その時龍虎は、天登の左手が、別の誰かの強力な心気に包まれていることを感じた。
「バ、バカな!!」
天登は空いた右手を伸ばし、腰に佩いていた、夕霧を抜いた!
皆がまばたきもせず、事態を見守っている!
「うおおおおっ!」
すぐに夕霧は天登の心気を吸い上げ、真っ青に輝きはじめた!
「き、きさま!」
「最後だ龍虎! 父さんと一緒に、最後の技を放つ! くらえ! 晴天の太刀、最終奥義! 双天斬!」
天登は獅子王丸の上から夕霧を勢いよく重ねた!
すると押されていた天登の心気は勢いを取り戻し、一気に龍虎のパワーを上回った!
「こ、こんなことが! こんなことが! あっていいはずない!」
龍虎は必死で堪えようとするが、天登の背後から押し寄せる新たな心力で、押し切られていく!
「うおおおおおおおおっ!」
龍虎が叫んだ。
大爆発が起きた。
周りの人も大地も木々も、大きく飛ばされ、抉られた。
天登も、龍虎も、元いた場所から吹っ飛んだ。
爆風で、誰も、何も、見えなくなった。
◇
やがて爆風が晴れ、天登が目を開けた。
離れたところで、大地が深く抉られ、その中心で人影が倒れている。
それは、一人ではなかった。
仰向けで倒れている龍虎の上には、うつ伏せで別の妖魔が倒れていた。
エリスだった。
絶命しているのは明らかだった。
天登は、ボロボロになった身体を引きずり、近づいた。
龍虎も目を覚ましたが、動けないようだ。
「エリスが庇ってくれなければ、俺は死んでいた」
龍虎が呟いた。
「エリス。俺の身代わりになど、ならなくてよかったのだ。お前はお前の務めを果たした。もう休んでいればよかったのだ。すまなかった。
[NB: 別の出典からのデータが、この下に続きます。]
//! Error types for language model operations

use crate::Provider;
use std::time::Duration;
use thiserror::Error;

/// Result type for language model operations
pub type Result<T> = std::result::Result<T, LMError>;

/// Errors that can occur while configuring or prompting a language model
#[derive(Error, Debug)]
pub enum LMError {
    /// Model identifier is not one of the known models
    #[error("Unknown model: {0}")]
    UnknownModel(String),

    /// Provider name is not one of the supported providers
    #[error("Unknown provider: {0}")]
    UnknownProvider(String),

    /// A sampling parameter is outside its accepted range
    #[error("Invalid parameter `{name}`: {reason}")]
    InvalidParameter {
        /// Parameter name (e.g. "temperature")
        name: &'static str,
        /// Why the value was rejected
        reason: String,
    },

    /// The provider has no prompting implementation yet
    #[error("Prompting is not implemented for provider `{provider}`")]
    Unimplemented {
        /// Provider that was prompted
        provider: Provider,
    },

    /// The prompt did not complete within the allotted time
    #[error("Prompt timed out after {0:?}")]
    Timeout(Duration),

    /// A prompt template still has placeholders without a value
    #[error("Unresolved prompt variables: {}", .0.join(", "))]
    UnresolvedVars(Vec<String>),

    /// Configuration could not be loaded
    #[error("Configuration error: {0}")]
    Configuration(String),

    /// Serialization error
    #[error("Serialization error: {0}")]
    Serialization(#[from] serde_json::Error),

    /// Request to the provider failed
    #[error("Request failed: {0}")]
    RequestFailed(String),

    /// Invalid API key or authentication failed
    #[error("Invalid API key or authentication failed")]
    AuthenticationFailed,

    /// Rate limit exceeded
    #[error("Rate limit exceeded: {0}")]
    RateLimitExceeded(String),
}

impl LMError {
    pub(crate) fn invalid_parameter(name: &'static str, reason: impl Into<String>) -> Self {
        Self::InvalidParameter {
            name,
            reason: reason.into(),
        }
    }
}

#[cfg(test)]
mod tests {
    use super::*;

    #[test]
    fn test_error_messages() {
        let err = LMError::invalid_parameter("top_p", "must be within [0, 1], got 1.5");
        assert_eq!(
            err.to_string(),
            "Invalid parameter `top_p`: must be within [0, 1], got 1.5"
        );

        let err = LMError::Unimplemented {
            provider: Provider::Cohere,
        };
        assert_eq!(
            err.to_string(),
            "Prompting is not implemented for provider `cohere`"
        );

        let err = LMError::UnresolvedVars(vec!["name".to_string(), "topic".to_string()]);
        assert_eq!(err.to_string(), "Unresolved prompt variables: name, topic");
    }
}
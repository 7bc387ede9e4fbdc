//! Language model capability traits

use crate::{LMError, Provider, Result};
use async_trait::async_trait;
use std::time::Duration;
use tracing::warn;

/// Base trait for all models
///
/// Models are read-only once constructed, so a single instance can be shared
/// across tasks (e.g. behind an `Arc`) and prompted concurrently.
pub trait BaseModel: Send + Sync {
    /// The provider family this model belongs to
    fn provider(&self) -> Provider;
}

/// Trait for language models
///
/// The payload type `T` is shared by the prompt and its output. Text models
/// use `String`; richer payloads (structured messages) can implement the
/// trait for their own types.
///
/// # Cancellation
///
/// Dropping the future returned by [`LanguageModel::prompt`] cancels the
/// call. Implementations must not rely on the future being polled to
/// completion.
#[async_trait]
pub trait LanguageModel<T: Send + 'static>: BaseModel {
    /// Prompt the model and return its output
    ///
    /// Each call is independent of any other call on the same model; no
    /// ordering is guaranteed between concurrent calls.
    async fn prompt(&self, prompt: T) -> Result<T>;
}

/// A model whose sampling parameters form a single configuration value
pub trait Configurable {
    /// Configuration applied on every prompt
    type Config: Clone + Send + Sync + 'static;

    /// The configuration used by [`LanguageModel::prompt`]
    fn config(&self) -> &Self::Config;
}

/// A language model that can be prompted with a one-off configuration
///
/// [`LanguageModel::prompt`] behaves like
/// `prompt_with_config(prompt, self.config().clone())`.
#[async_trait]
pub trait ConfigurableModel<T: Send + 'static>: LanguageModel<T> + Configurable {
    /// Prompt the model using `config` instead of its own configuration
    async fn prompt_with_config(&self, prompt: T, config: Self::Config) -> Result<T>;

    /// Prompt the model with each input in turn, using `config` for all of
    /// them
    ///
    /// Stops at the first error.
    async fn prompt_many_with_config<I>(&self, prompts: I, config: Self::Config) -> Result<Vec<T>>
    where
        I: IntoIterator<Item = T> + Send,
        I::IntoIter: Send,
    {
        let mut outputs = Vec::new();
        for prompt in prompts {
            outputs.push(self.prompt_with_config(prompt, config.clone()).await?);
        }
        Ok(outputs)
    }
}

/// Extension methods available on every [`LanguageModel`]
#[async_trait]
pub trait LanguageModelExt<T: Send + 'static>: LanguageModel<T> {
    /// Prompt the model with each input in turn
    ///
    /// Outputs are returned in input order. Stops at the first error; later
    /// inputs are not sent.
    async fn prompt_many<I>(&self, prompts: I) -> Result<Vec<T>>
    where
        I: IntoIterator<Item = T> + Send,
        I::IntoIter: Send,
    {
        let mut outputs = Vec::new();
        for prompt in prompts {
            outputs.push(self.prompt(prompt).await?);
        }
        Ok(outputs)
    }

    /// Prompt the model, failing with [`LMError::Timeout`] if no output is
    /// produced within `timeout`
    ///
    /// The in-flight call is dropped when the deadline expires.
    async fn prompt_with_timeout(&self, prompt: T, timeout: Duration) -> Result<T> {
        match tokio::time::timeout(timeout, self.prompt(prompt)).await {
            Ok(result) => result,
            Err(_) => {
                warn!(provider = %self.provider(), ?timeout, "prompt timed out");
                Err(LMError::Timeout(timeout))
            }
        }
    }
}

impl<T: Send + 'static, M: LanguageModel<T> + ?Sized> LanguageModelExt<T> for M {}

#[cfg(test)]
mod tests {
    use super::*;
    use mockall::{Sequence, mock};
    use std::sync::Arc;

    mock! {
        pub Model {}

        impl BaseModel for Model {
            fn provider(&self) -> Provider;
        }

        #[async_trait]
        impl LanguageModel<String> for Model {
            async fn prompt(&self, prompt: String) -> Result<String>;
        }
    }

    struct SlowModel {
        delay: Duration,
    }

    impl BaseModel for SlowModel {
        fn provider(&self) -> Provider {
            Provider::OpenAI
        }
    }

    #[async_trait]
    impl LanguageModel<String> for SlowModel {
        async fn prompt(&self, prompt: String) -> Result<String> {
            tokio::time::sleep(self.delay).await;
            Ok(prompt)
        }
    }

    #[tokio::test]
    async fn test_trait_object_dispatch() {
        let mut mock = MockModel::new();
        mock.expect_prompt()
            .withf(|prompt| prompt == "ping")
            .times(1)
            .returning(|_| Ok("pong".to_string()));
        mock.expect_provider().return_const(Provider::Anthropic);

        let model: Arc<dyn LanguageModel<String>> = Arc::new(mock);
        assert_eq!(model.provider(), Provider::Anthropic);
        assert_eq!(model.prompt("ping".to_string()).await.unwrap(), "pong");
    }

    #[tokio::test]
    async fn test_prompt_many_keeps_order() {
        let mut mock = MockModel::new();
        let mut seq = Sequence::new();
        for (input, output) in [("a", "1"), ("b", "2"), ("c", "3")] {
            mock.expect_prompt()
                .withf(move |prompt| prompt == input)
                .times(1)
                .in_sequence(&mut seq)
                .returning(move |_| Ok(output.to_string()));
        }

        let outputs = mock
            .prompt_many(["a", "b", "c"].map(String::from))
            .await
            .unwrap();
        assert_eq!(outputs, vec!["1", "2", "3"]);
    }

    #[tokio::test]
    async fn test_prompt_many_stops_at_first_error() {
        let mut mock = MockModel::new();
        mock.expect_prompt()
            .withf(|prompt| prompt == "ok")
            .times(1)
            .returning(Ok);
        mock.expect_prompt()
            .withf(|prompt| prompt == "bad")
            .times(1)
            .returning(|_| Err(LMError::RequestFailed("boom".to_string())));
        // "after" must never be sent

        let result = mock
            .prompt_many(vec!["ok".to_string(), "bad".to_string(), "after".to_string()])
            .await;
        assert!(matches!(result, Err(LMError::RequestFailed(_))));
    }

    #[tokio::test]
    async fn test_prompt_many_empty() {
        let mock = MockModel::new();
        let outputs = mock.prompt_many(Vec::<String>::new()).await.unwrap();
        assert!(outputs.is_empty());
    }

    #[tokio::test]
    async fn test_prompt_with_timeout_passes_through_errors() {
        let mut mock = MockModel::new();
        mock.expect_prompt()
            .returning(|_| Err(LMError::RateLimitExceeded("slow down".to_string())));

        let result = mock
            .prompt_with_timeout("hi".to_string(), Duration::from_secs(1))
            .await;
        assert!(matches!(result, Err(LMError::RateLimitExceeded(_))));
    }

    #[tokio::test(start_paused = true)]
    async fn test_prompt_with_timeout_completes_in_time() {
        let model = SlowModel {
            delay: Duration::from_millis(10),
        };
        let output = model
            .prompt_with_timeout("hello".to_string(), Duration::from_secs(1))
            .await
            .unwrap();
        assert_eq!(output, "hello");
    }

    #[tokio::test(start_paused = true)]
    async fn test_prompt_with_timeout_expires() {
        let model = SlowModel {
            delay: Duration::from_secs(60),
        };
        let result = model
            .prompt_with_timeout("hello".to_string(), Duration::from_secs(5))
            .await;
        match result {
            Err(LMError::Timeout(timeout)) => assert_eq!(timeout, Duration::from_secs(5)),
            other => panic!("expected timeout, got {other:?}"),
        }
    }
}
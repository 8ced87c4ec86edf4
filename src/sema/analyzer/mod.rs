// src/sema/analyzer/mod.rs
//
// Expression analyzer. `analyze_expression` walks one node, assigns its
// type, attempts constant folding, then reconciles with the expected type by
// inserting an implicit-cast node when needed. Every error poisons the node
// with the invalid type and analysis continues; invalid is absorbing and
// contributes no further diagnostics downstream.

mod builtins;
mod call;
mod cast;
mod declarations;
mod expr;

use tracing::trace;

use crate::ast::{NodeId, NodeKind, ReturnKind};
use crate::errors::SemanticError;
use crate::sema::compilation::Compilation;
use crate::sema::scope::ScopeId;
use crate::sema::types::TypeId;
use crate::sema::value::ConstValue;
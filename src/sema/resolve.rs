// src/sema/resolve.rs
//
// Declaration dependency resolver. Walks each top-level declaration for the
// identifiers it references, then drives resolution in an order that
// satisfies those dependencies: repeatedly pick the unresolved declaration
// with the lowest node id (source order) and recursively resolve what it
// needs first. A declaration revisited while its own dependencies are being
// resolved is part of a cycle; it is skipped here and the cycle surfaces
// later as an undeclared identifier or an infinite-size error.

use tracing::{debug, trace};

use crate::ast::{NodeId, NodeKind, Symbol, VisibMod};
use crate::errors::SemanticError;
use crate::sema::compilation::{Compilation, DeclState};
use crate::sema::entities::FileId;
エリス」
龍虎は身動きできないまま、涙を流した。
「龍虎さま!」
史竜が腹を抱えながら龍虎とエリスの傍に膝を落とした。
「エリスはその瞬間、飛び出そうとした私の腹に妖気弾を打ち込んで動きを押さえ込み、あなたの面前へ飛び出ました……」
「そうか……。史竜。エリス。不甲斐ない王のために、すまなかったな」
天登は、立っていることができず、その場に片膝をついた。
顔を上げ、視界を確保したとき、信じられない光景をみた。
それは、天守、有栖川凛だった。